De plus en plus d’industriels et d’enseignes de la grande distribution développent des gammes de produits végétariens, tout en faisant la promotion du manger savoureux et sain. Pourtant ces produits ultra transformés ont une liste d’ingrédients impressionnante, avec du sel et du sucre pour donner du goût, des épaississants et autres additifs… Bref tout cela ne donne pas vraiment envie d’être dégusté ! Les produits transformés bio n’échappent pas à la règle.

 

Zoom sur quelques produits

  • Bjorg et ses nuggets veggie bio 154g

Eau, fèves de soja dégraissées 14,8%, chapelure, oignons, huile de tournesol désodorisée, blanc d’oeuf, farine de blé 2.1%, jus de citron, amidon de pomme de terre, préparation d’épices (oignons, ail, panais, poivre, macis), gluten de blé, sucre de canne, sel, épaississant : gomme guar.

Ils proposent également des boulettes veggie avec sensiblement la même liste d’ingrédients, la même composition ; seul le nom change !

  • Aoste végétarien curry tranche

Blanc d’oeuf 38%, eau, huile de tournesol, sel, fibre de bambou, épices, extraits d’épices, arôme, dextrose, sucre, sirop de glucose (ce sont 3 sucres), épaississants : gomme xanthane, carraghénanes, farine de graines de caroube, régulateurs d’acidité : acétates de sodium, lactate de potassium, acide lactique, chlorure de potassium, colorant alimentaire : concentrés de radis rouge, de pomme et de cassis.

Pour 100g d’aliment Aoste végétarien curry Bjorg nuggets veggie
Matières grasses 14g 15g
Protéines 5.2g 13g
Sel 2.2g 1.9g

Autant de sel que dans le jambon (considéré comme un aliment salé), la moitié de nos besoins journaliers sont couverts si on en mange 100g. Produits assez gras (plus de 10g de matières grasses pour 100g), n’apportant pas assez de protéines par rapport aux matières grasses !

  • Mac Donald et son « Grand Veggie »

Plus calorique, plus gras et plus salé que le Big Mac !

Pour la portion consommée

Grand Veggie

(763Kcal)

Big Mac

(503Kcal)

Matières grasses 33g 25g
Protéines 23g 26g
Sel 4.3g 2.2g

Le Grand Veggie apporte à lui seul nos besoins journaliers en sel et la moitié de nos besoins en matières grasses.

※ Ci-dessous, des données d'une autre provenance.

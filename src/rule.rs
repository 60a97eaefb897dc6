//! Type rules: how a declared field becomes a command-line argument.

use crate::schema::{ConfigError, FieldSpec, FieldType, RecordSchema};
use crate::value::Value;
use chrono::{DateTime, NaiveDate, NaiveDateTime};
use clap::builder::{PossibleValue, TypedValueParser};
use clap::error::ErrorKind;
use std::ffi::OsStr;
use std::sync::Arc;

type ConvertFn = dyn Fn(&str) -> Result<Value, String> + Send + Sync;

/// A fallible string-to-value conversion, usable directly as a clap value
/// parser.
#[derive(Clone)]
pub struct Converter {
    name: String,
    func: Arc<ConvertFn>,
    choices: Vec<String>,
}

impl Converter {
    fn new<F>(name: impl Into<String>, func: F) -> Self
    where
        F: Fn(&str) -> Result<Value, String> + Send + Sync + 'static,
    {
        Self {
            name: name.into(),
            func: Arc::new(func),
            choices: Vec::new(),
        }
    }

    fn with_choices(mut self, choices: Vec<String>) -> Self {
        self.choices = choices;
        self
    }

    pub fn name(&self) -> &str {
        &self.name
    }

    /// Accepted values, when the type has a closed set.
    pub fn choices(&self) -> &[String] {
        &self.choices
    }

    pub fn convert(&self, input: &str) -> Result<Value, String> {
        (self.func)(input)
    }
}

impl std::fmt::Debug for Converter {
    fn fmt(&self, f: &mut std::fmt::Formatter<'_>) -> std::fmt::Result {
        f.debug_struct("Converter")
            .field("name", &self.name)
            .field("choices", &self.choices)
            .finish()
    }
}

impl TypedValueParser for Converter {
    type Value = Value;

    fn parse_ref(
        &self,
        cmd: &clap::Command,
        arg: Option<&clap::Arg>,
        value: &OsStr,
    ) -> Result<Value, clap::Error> {
        let input = value
            .to_str()
            .ok_or_else(|| clap::Error::new(ErrorKind::InvalidUtf8).with_cmd(cmd))?;
        self.convert(input).map_err(|detail| {
            let arg_name = arg
                .map(|a| a.to_string())
                .unwrap_or_else(|| "...".to_string());
            let mut message = format!(
                "argument {}: invalid {} value: '{}'",
                arg_name, self.name, input
            );
            if self.choices.is_empty() {
                message.push_str(&format!(" ({})", detail));
            } else {
                message.push_str(&format!(" (choose from {})", self.choices.join(", ")));
            }
            message.push('\n');
            clap::Error::raw(ErrorKind::ValueValidation, message).with_cmd(cmd)
        })
    }

    fn possible_values(&self) -> Option<Box<dyn Iterator<Item = PossibleValue> + '_>> {
        if self.choices.is_empty() {
            return None;
        }
        Some(Box::new(
            self.choices.iter().map(|c| PossibleValue::new(c.clone())),
        ))
    }
}

/// How a field is rendered on the command line.
#[derive(Debug, Clone)]
pub enum RuleKind<'s> {
    Scalar,
    List,
    FlagPair,
    Ignored,
    NestedRecord(&'s RecordSchema),
    SubcommandUnion(Vec<&'s RecordSchema>),
}

/// Everything the builder needs to register one field.
#[derive(Debug, Clone)]
pub struct ArgumentRule<'s> {
    pub kind: RuleKind<'s>,
    pub converter: Option<Converter>,
    pub positional: bool,
    pub short: Option<char>,
    /// The field's dest: prefix plus field name, underscores kept.
    pub display_name: String,
    pub help: String,
    pub metavar: String,
    pub required: bool,
}

/// Derive the argument rule of `field`, whose full dest is `dest`.
pub fn resolve<'s>(field: &'s FieldSpec, dest: &str) -> Result<ArgumentRule<'s>, ConfigError> {
    let meta = &field.meta;
    let required = field.is_required();
    let mut rule = ArgumentRule {
        kind: RuleKind::Ignored,
        converter: None,
        positional: meta.positional,
        short: None,
        display_name: dest.to_string(),
        help: String::new(),
        metavar: meta.metavar.clone().unwrap_or_else(|| {
            if meta.positional {
                dest.to_string()
            } else {
                dest.to_uppercase()
            }
        }),
        required,
    };

    if meta.ignore_arg {
        return Ok(rule);
    }

    if let Some(ref short) = meta.short_option {
        rule.short = Some(parse_short_option(dest, short)?);
        if meta.positional {
            return Err(ConfigError::PositionalWithShortOption(dest.to_string()));
        }
    }

    let ty = field.ty.unwrap_optional();

    if meta.as_flags && !matches!(ty, FieldType::Bool) {
        return Err(ConfigError::FlagsOnNonBool(dest.to_string()));
    }

    rule.kind = if let Some(ref custom) = meta.parser {
        let custom = custom.clone();
        rule.converter = Some(Converter::new(custom.name().to_string(), move |s| {
            custom.call(s)
        }));
        if matches!(ty, FieldType::List(_)) {
            RuleKind::List
        } else {
            RuleKind::Scalar
        }
    } else {
        match ty {
            FieldType::Bool if meta.as_flags => {
                if meta.positional {
                    return Err(ConfigError::PositionalFlags(dest.to_string()));
                }
                RuleKind::FlagPair
            }
            FieldType::Record(schema) => {
                if meta.positional {
                    return Err(ConfigError::PositionalRecord(dest.to_string()));
                }
                RuleKind::NestedRecord(schema)
            }
            FieldType::Union(members) if members.iter().any(is_record) => {
                if !members.iter().all(is_record) {
                    return Err(ConfigError::MixedUnion(dest.to_string()));
                }
                let records: Vec<&RecordSchema> = members
                    .iter()
                    .filter_map(|m| match m.unwrap_optional() {
                        FieldType::Record(schema) => Some(schema),
                        _ => None,
                    })
                    .collect();
                if meta.positional {
                    return Err(ConfigError::PositionalRecord(dest.to_string()));
                }
                // A single member is just that record.
                if records.len() == 1 {
                    RuleKind::NestedRecord(records[0])
                } else {
                    RuleKind::SubcommandUnion(records)
                }
            }
            FieldType::List(element) => {
                rule.converter = Some(scalar_converter(element, field, dest)?);
                RuleKind::List
            }
            other => {
                rule.converter = Some(scalar_converter(other, field, dest)?);
                RuleKind::Scalar
            }
        }
    };

    rule.help = help_text(field, dest, &rule.kind);
    Ok(rule)
}

fn is_record(ty: &FieldType) -> bool {
    matches!(ty.unwrap_optional(), FieldType::Record(_))
}

fn parse_short_option(dest: &str, value: &str) -> Result<char, ConfigError> {
    let mut chars = value.chars();
    match (chars.next(), chars.next(), chars.next()) {
        (Some('-'), Some(c), None) if c.is_ascii_alphanumeric() => Ok(c),
        _ => Err(ConfigError::InvalidShortOption {
            field: dest.to_string(),
            value: value.to_string(),
        }),
    }
}

fn help_text(field: &FieldSpec, dest: &str, kind: &RuleKind<'_>) -> String {
    let base = match (&field.meta.help, kind) {
        (Some(help), _) => help.clone(),
        (None, RuleKind::FlagPair) => format!("Set {} to True.", dest),
        (None, _) => format!("Override field {}.", dest),
    };
    match (&field.default, kind) {
        (Some(default), RuleKind::Scalar | RuleKind::List | RuleKind::FlagPair) => {
            format!("{} [default: {}]", base, default)
        }
        _ => base,
    }
}

/// Converter for a type that is built from exactly one argument string.
fn scalar_converter(ty: &FieldType, field: &FieldSpec, dest: &str) -> Result<Converter, ConfigError> {
    let name = ty.display_name();
    let converter = match ty {
        FieldType::Str | FieldType::Path => Converter::new(name, |s| Ok(Value::Str(s.to_string()))),
        FieldType::Int => Converter::new(name, |s| {
            s.parse::<i64>().map(Value::Int).map_err(|e| e.to_string())
        }),
        // Non-finite floats have no JSON form.
        FieldType::Float => Converter::new(name, |s| match s.parse::<f64>() {
            Ok(x) if x.is_finite() => Ok(Value::Float(x)),
            Ok(_) => Err("not a finite number".to_string()),
            Err(e) => Err(e.to_string()),
        }),
        FieldType::Bool => Converter::new(name, parse_bool),
        FieldType::Bytes => {
            let encoding = field.meta.encoding.as_deref().unwrap_or("utf-8");
            let encode = encoder(encoding).ok_or_else(|| ConfigError::UnknownEncoding {
                field: dest.to_string(),
                encoding: encoding.to_string(),
            })?;
            Converter::new(encoding, move |s| encode(s).map(Value::Bytes))
        }
        FieldType::Date => {
            let format = field.meta.date_format.clone();
            Converter::new(name, move |s| parse_date(s, format.as_deref()).map(Value::Date))
        }
        FieldType::DateTime => {
            let format = field.meta.date_format.clone();
            Converter::new(name, move |s| {
                parse_datetime(s, format.as_deref()).map(Value::DateTime)
            })
        }
        FieldType::Enum { members, .. } => {
            if members.is_empty() {
                return Err(ConfigError::EmptyChoices(dest.to_string()));
            }
            let accepted = members.clone();
            Converter::new(name, move |s| {
                accepted
                    .iter()
                    .find(|m| m.as_str() == s)
                    .map(|m| Value::Str(m.clone()))
                    .ok_or_else(|| format!("'{}' is not a member", s))
            })
            .with_choices(members.clone())
        }
        FieldType::Literal(values) => literal_converter(values, field, dest)?,
        FieldType::Optional(inner) => scalar_converter(inner, field, dest)?,
        FieldType::Union(members) => {
            let branches = members
                .iter()
                .map(|m| scalar_converter(m, field, dest))
                .collect::<Result<Vec<_>, _>>()?;
            // First branch that accepts the input wins, so a permissive
            // member swallows everything declared after it.
            Converter::new(name, move |s| {
                branches
                    .iter()
                    .find_map(|branch| branch.convert(s).ok())
                    .ok_or_else(|| format!("no union member accepts '{}'", s))
            })
        }
        FieldType::List(_) | FieldType::Record(_) => {
            return Err(ConfigError::UnsupportedType {
                field: dest.to_string(),
                ty: name,
            })
        }
    };
    Ok(converter)
}

fn literal_converter(values: &[Value], field: &FieldSpec, dest: &str) -> Result<Converter, ConfigError> {
    let first = values
        .first()
        .ok_or_else(|| ConfigError::EmptyChoices(dest.to_string()))?;
    if values.iter().any(|v| v.kind_name() != first.kind_name()) {
        return Err(ConfigError::MixedLiteral(dest.to_string()));
    }
    let element_type = match first {
        Value::Str(_) => FieldType::Str,
        Value::Int(_) => FieldType::Int,
        Value::Float(_) => FieldType::Float,
        Value::Bool(_) => FieldType::Bool,
        other => {
            return Err(ConfigError::UnsupportedType {
                field: dest.to_string(),
                ty: format!("Literal of {}", other.kind_name()),
            })
        }
    };
    let element = scalar_converter(&element_type, field, dest)?;
    let accepted = values.to_vec();
    let choices = values.iter().map(|v| v.to_string()).collect();
    Ok(Converter::new(element_type.display_name(), move |s| {
        let parsed = element.convert(s)?;
        accepted
            .iter()
            .find(|v| **v == parsed)
            .cloned()
            .ok_or_else(|| format!("'{}' is not an accepted literal", s))
    })
    .with_choices(choices))
}

fn parse_bool(s: &str) -> Result<Value, String> {
    match s {
        "True" => Ok(Value::Bool(true)),
        "False" => Ok(Value::Bool(false)),
        _ => Err(format!("expected True or False, got '{}'", s)),
    }
}

type Encoder = fn(&str) -> Result<Vec<u8>, String>;

fn encoder(encoding: &str) -> Option<Encoder> {
    match encoding.to_ascii_lowercase().replace('_', "-").as_str() {
        "utf-8" | "utf8" => Some(|s| Ok(s.as_bytes().to_vec())),
        "ascii" | "us-ascii" => Some(|s| {
            if s.is_ascii() {
                Ok(s.as_bytes().to_vec())
            } else {
                Err("not ascii".to_string())
            }
        }),
        "latin-1" | "latin1" | "iso-8859-1" => Some(|s| {
            s.chars()
                .map(|c| u8::try_from(u32::from(c)).map_err(|_| format!("'{}' is not latin-1", c)))
                .collect()
        }),
        _ => None,
    }
}

const ISO_DATETIME_FORMATS: &[&str] = &[
    "%Y-%m-%dT%H:%M:%S%.f",
    "%Y-%m-%d %H:%M:%S%.f",
    "%Y-%m-%dT%H:%M",
    "%Y-%m-%d %H:%M",
];

/// Offsets are accepted and dropped; the wall-clock time is kept.
const ISO_OFFSET_FORMATS: &[&str] = &[
    "%Y-%m-%dT%H:%M:%S%.f%:z",
    "%Y-%m-%d %H:%M:%S%.f%:z",
    "%Y-%m-%dT%H:%M%:z",
    "%Y-%m-%d %H:%M%:z",
];

fn parse_date(s: &str, format: Option<&str>) -> Result<NaiveDate, String> {
    match format {
        Some(format) => NaiveDate::parse_from_str(s, format)
            .or_else(|_| NaiveDateTime::parse_from_str(s, format).map(|dt| dt.date()))
            .map_err(|e| e.to_string()),
        None => NaiveDate::parse_from_str(s, "%Y-%m-%d").or_else(|e| {
            parse_iso_datetime(s)
                .map(|dt| dt.date())
                .ok_or_else(|| e.to_string())
        }),
    }
}

fn parse_datetime(s: &str, format: Option<&str>) -> Result<NaiveDateTime, String> {
    let format = match format {
        Some(format) => format,
        None => {
            return parse_iso_datetime(s)
                .ok_or_else(|| format!("'{}' is not an ISO 8601 date or datetime", s))
        }
    };
    if let Ok(dt) = NaiveDateTime::parse_from_str(s, format) {
        return Ok(dt);
    }
    match NaiveDate::parse_from_str(s, format) {
        Ok(date) => midnight(date),
        Err(_) => Err(format!("'{}' does not match the date format", s)),
    }
}

fn parse_iso_datetime(s: &str) -> Option<NaiveDateTime> {
    ISO_DATETIME_FORMATS
        .iter()
        .find_map(|f| NaiveDateTime::parse_from_str(s, f).ok())
        .or_else(|| {
            ISO_OFFSET_FORMATS
                .iter()
                .find_map(|f| DateTime::parse_from_str(s, f).ok())
                .map(|dt| dt.naive_local())
        })
        .or_else(|| DateTime::parse_from_rfc3339(s).ok().map(|dt| dt.naive_local()))
        .or_else(|| parse_iso_hour(s))
        .or_else(|| {
            NaiveDate::parse_from_str(s, "%Y-%m-%d")
                .ok()
                .and_then(|d| midnight(d).ok())
        })
}

/// `2020-01-01T10`: an hour with no minutes.
fn parse_iso_hour(s: &str) -> Option<NaiveDateTime> {
    let (date, hour) = s.split_once(|c| c == 'T' || c == ' ')?;
    if hour.len() != 2 || !hour.bytes().all(|b| b.is_ascii_digit()) {
        return None;
    }
    let hour: u32 = hour.parse().ok()?;
    NaiveDate::parse_from_str(date, "%Y-%m-%d")
        .ok()?
        .and_hms_opt(hour, 0, 0)
}

fn midnight(date: NaiveDate) -> Result<NaiveDateTime, String> {
    date.and_hms_opt(0, 0, 0)
        .ok_or_else(|| format!("{} has no midnight", date))
}
//! Entry points: build the parser, run it over the arguments, and assemble
//! the result.

use crate::assemble::assemble;
use crate::builder::{build, BuiltParser, FILE_ARG_ID};
use crate::file::{FileDefaults, FileError};
use crate::schema::{ConfigError, Record, RecordSchema};
use crate::value::Instance;
use serde::de::DeserializeOwned;
use serde::Deserialize;
use std::ffi::OsString;
use std::path::PathBuf;
use thiserror::Error;
use tracing::warn;

/// Root-level parser settings.
#[derive(Debug, Clone, Default, Deserialize)]
#[serde(default)]
pub struct ParseOptions {
    /// Add a `--file PATH` option that loads defaults from a JSON or YAML file.
    pub load_from_file: bool,
    /// Program name shown in usage. Defaults to the record name.
    pub prog: Option<String>,
    /// Description shown in help. Defaults to the record description.
    pub about: Option<String>,
    /// Enables `-V`/`--version`.
    pub version: Option<String>,
    /// Accept unambiguous prefixes of long options.
    pub allow_abbrev: bool,
}

impl ParseOptions {
    pub fn new() -> Self {
        Self::default()
    }

    pub fn prog(mut self, prog: impl Into<String>) -> Self {
        self.prog = Some(prog.into());
        self
    }

    pub fn about(mut self, about: impl Into<String>) -> Self {
        self.about = Some(about.into());
        self
    }

    pub fn version(mut self, version: impl Into<String>) -> Self {
        self.version = Some(version.into());
        self
    }

    pub fn load_from_file(mut self, yes: bool) -> Self {
        self.load_from_file = yes;
        self
    }

    pub fn allow_abbrev(mut self, yes: bool) -> Self {
        self.allow_abbrev = yes;
        self
    }
}

/// Errors returned by the parse entry points.
#[derive(Debug, Error)]
pub enum Error {
    #[error("invalid record schema: {0}")]
    Config(#[from] ConfigError),

    #[error(transparent)]
    Cli(#[from] clap::Error),

    #[error(transparent)]
    File(#[from] FileError),

    #[error("missing required value for {0}")]
    MissingRequired(String),

    #[error("subcommand {0} matches no union member")]
    UnknownSubcommand(String),

    #[error("failed to build {record} from parsed values: {source}")]
    Deserialize {
        record: String,
        #[source]
        source: serde_json::Error,
    },
}

/// Parse `args` (without the program name) into a dynamic instance of
/// `schema`.
pub fn try_parse_value_from<I, T>(schema: &RecordSchema, args: I, options: &ParseOptions) -> Result<Instance, Error>
where
    I: IntoIterator<Item = T>,
    T: Into<OsString>,
{
    let BuiltParser { command, root } = build(schema, options)?;
    let bin = OsString::from(command.get_name());
    let argv = std::iter::once(bin).chain(args.into_iter().map(Into::into));
    let matches = command.try_get_matches_from(argv)?;

    let mut defaults = FileDefaults::default();
    if options.load_from_file {
        if let Some(path) = matches.get_one::<PathBuf>(FILE_ARG_ID) {
            defaults = FileDefaults::load(path, &root)?;
        }
    }

    let instance = assemble(&root, &matches, &mut defaults)?;

    let unconsumed = defaults.unconsumed();
    if !unconsumed.is_empty() {
        warn!(
            "the following keys from the defaults file were not consumed: {}",
            unconsumed.join(", ")
        );
    }

    Ok(instance)
}

/// Like [`try_parse_value_from`], but clap errors (including help and
/// version requests) print and exit the process.
pub fn parse_value_from<I, T>(schema: &RecordSchema, args: I, options: &ParseOptions) -> Result<Instance, Error>
where
    I: IntoIterator<Item = T>,
    T: Into<OsString>,
{
    try_parse_value_from(schema, args, options).map_err(exit_on_cli_error)
}

/// Parse `args` into a typed record.
pub fn try_parse_from<R, I, T>(args: I, options: &ParseOptions) -> Result<R, Error>
where
    R: Record,
    I: IntoIterator<Item = T>,
    T: Into<OsString>,
{
    let schema = R::schema();
    let instance = try_parse_value_from(&schema, args, options)?;
    from_instance(&instance)
}

pub fn parse_from<R, I, T>(args: I, options: &ParseOptions) -> Result<R, Error>
where
    R: Record,
    I: IntoIterator<Item = T>,
    T: Into<OsString>,
{
    try_parse_from(args, options).map_err(exit_on_cli_error)
}

/// Parse the process arguments into a typed record.
pub fn parse<R: Record>(options: &ParseOptions) -> Result<R, Error> {
    parse_from(std::env::args_os().skip(1), options)
}

/// Rebuild a serde type from an assembled instance.
pub fn from_instance<R: DeserializeOwned>(instance: &Instance) -> Result<R, Error> {
    serde_json::from_value(instance.to_json()).map_err(|source| Error::Deserialize {
        record: instance.name.clone(),
        source,
    })
}

fn exit_on_cli_error(err: Error) -> Error {
    match err {
        Error::Cli(e) => e.exit(),
        other => other,
    }
}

Une autre alternative : cuisiner des recettes végétariennes soi-même

Avec des aliments simples et peu transformés, on peut faire des recettes végétariennes « maison » sans viande et sans poisson. Elles seront moins salées, moins grasses, sans ajout de sucre, sans colorants, ni conservateurs et autres épaississants juste vos épices préférées !

  • Des galettes de graines et chèvre

Pour 4 personnes : 100g de quinoa, 50g de lentilles corail, 1 c. à soupe de graines de lin, 1 c. à soupe de graines de tournesol, 2 oeufs, 100g farine, sel, poivre.

Faites cuire dans de l’eau bouillante salée le quinoa et les lentilles (8 à 10min environ). Egouttez-les. Versez-les dans un saladier puis ajoutez la farine, les graines et mélangez. Incorporez les oeufs et mélangez, salez, poivrez. Chauffez une poêle antiadhésive (éventuellement avec un peu d’huile d’olive). A l’aide d’une cuillère à soupe, déposez du mélange et faites cuire 5 min de chaque côté pour obtenir des galettes croustillantes.

Disposez une rondelle de chèvre sur les galettes et faites fondre légèrement au four. Accompagnez d’une salade assaisonnée huile d’olive et vinaigre balsamique.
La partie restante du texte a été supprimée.